I adopted him in July and unfortunately I do not have the resources to care for him anymore. Unfortunately, I’m now recently been finding myself at a time in my life where I don’t really have time to care for a young energetic rat like Dobby. He is truly the most sweetest and adorable rat, and I love him dearly, but he deserves a home where he can have free roam everyday, and he can socialize with some younger siblings. His current cage mates are also very sweet, but very old, and they don’t get along too well. His rehoming fee is $15, but I’m open to be flexible for a good home.


----------



## Thai Tea Boba (May 15, 2021)

I'd recommend rehoming them on your local FB rat group, you'll have to use the house emoji instead of saying rehoming since that word can get a FB group banned or in trouble but you're more likely to find someone who has previously owned rats and has a good cage set up. You COULD rehome them on craigslist but you would have to be extra careful in making sure people send pictures of their rat cage and their previous history with rats in order to make sure Dobby doesn't end up as rat food. I hope Dobby finds a good home!  <3


----------



## Rat_mom_:) (Jun 23, 2021)

Thai Tea Boba said:


> I'd recommend rehoming them on your local FB rat group, you'll have to use the house emoji instead of saying rehoming since that word can get a FB group banned or in trouble but you're more likely to find someone who has previously owned rats and has a good cage set up.

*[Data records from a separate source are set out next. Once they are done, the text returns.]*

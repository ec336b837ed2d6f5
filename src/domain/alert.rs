//! Price-threshold alerts.
//!
//! An alert is active while it sits in the account's set. Evaluation removes
//! every alert whose symbol trades at or above its target and reports it
//! exactly once; re-arming means adding a new alert.

use rust_decimal::Decimal;
use serde::{Deserialize, Serialize};

use super::account::{Account, normalize_symbol};
use super::error::LedgerError;

#[derive(Debug, Clone, PartialEq, Eq, PartialOrd, Ord, Hash, Serialize, Deserialize)]
#[serde(try_from = "AlertRecord")]
pub struct Alert {
    symbol: String,
    target_price: Decimal,
}

#[derive(Deserialize)]
struct AlertRecord {
    symbol: String,
    target_price: Decimal,
}

impl TryFrom<AlertRecord> for Alert {
    type Error = LedgerError;

    fn try_from(r: AlertRecord) -> Result<Self, Self::Error> {
        Alert::new(&r.symbol, r.target_price)
    }
}

impl Alert {
    pub fn new(symbol: &str, target_price: Decimal) -> Result<Self, LedgerError> {
        let symbol = normalize_symbol(symbol);
        if target_price <= Decimal::ZERO {
            return Err(LedgerError::InvalidPrice {
                symbol,
                reason: format!("alert target must be positive, got {target_price}"),
            });
        }
        Ok(Alert {
            symbol,
            target_price,
        })
    }

    pub fn symbol(&self) -> &str {
        &self.symbol
    }

    pub fn target_price(&self) -> Decimal {
        self.target_price
    }

    pub fn is_triggered_by(&self, price: Decimal) -> bool {
        price >= self.target_price
    }
}

/// Event handed to the notification channel when an alert fires.
#[derive(Debug, Clone, PartialEq, Serialize, Deserialize)]
pub struct AlertTriggered {
    pub account_id: String,
    pub symbol: String,
    pub current_price: Decimal,
    pub target_price: Decimal,
}

/// Arm a new alert. Returns false if an identical alert is already active.
pub fn add_alert(
    account: &mut Account,
    symbol: &str,
    target_price: Decimal,
) -> Result<bool, LedgerError> {
    let alert = Alert::new(symbol, target_price)?;
    Ok(account.alerts_mut().insert(alert))
}

pub fn remove_alert(account: &mut Account, symbol: &str, target_price: Decimal) -> bool {
    let key = Alert {
        symbol: normalize_symbol(symbol),
        target_price,
    };
    account.alerts_mut().remove(&key)
}

/// Trigger and remove every alert whose symbol is at or above target.
///
/// Symbols the lookup cannot price stay active.
pub fn evaluate<F>(account: &mut Account, mut price_lookup: F) -> Vec<AlertTriggered>
where
    F: FnMut(&str) -> Option<Decimal>,
{
    let triggered: Vec<(Alert, Decimal)> = account
        .alerts()
        .iter()
        .filter_map(|alert| {
            let price = price_lookup(alert.symbol())?;
            alert.is_triggered_by(price).then(|| (alert.clone(), price))
        })
        .collect();

    let account_id = account.id().to_string();
    triggered
        .into_iter()
        .map(|(alert, current_price)| {
            account.alerts_mut().remove(&alert);
            AlertTriggered {
                account_id: account_id.clone(),
                symbol: alert.symbol,
                current_price,
                target_price: alert.target_price,
            }
        })
        .collect()
}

You COULD rehome them on craigslist but you would have to be extra careful in making sure people send pictures of their rat cage and their previous history with rats in order to make sure Dobby doesn't end up as rat food. I hope Dobby finds a good home!  <3


Thank you for all the great tips!


----------



## IloverattiesUwU (Jul 22, 2021)

Ok so I’ve been looking for a boy for my guys and they are 8 months but I live in MO sooooo yeah-


----------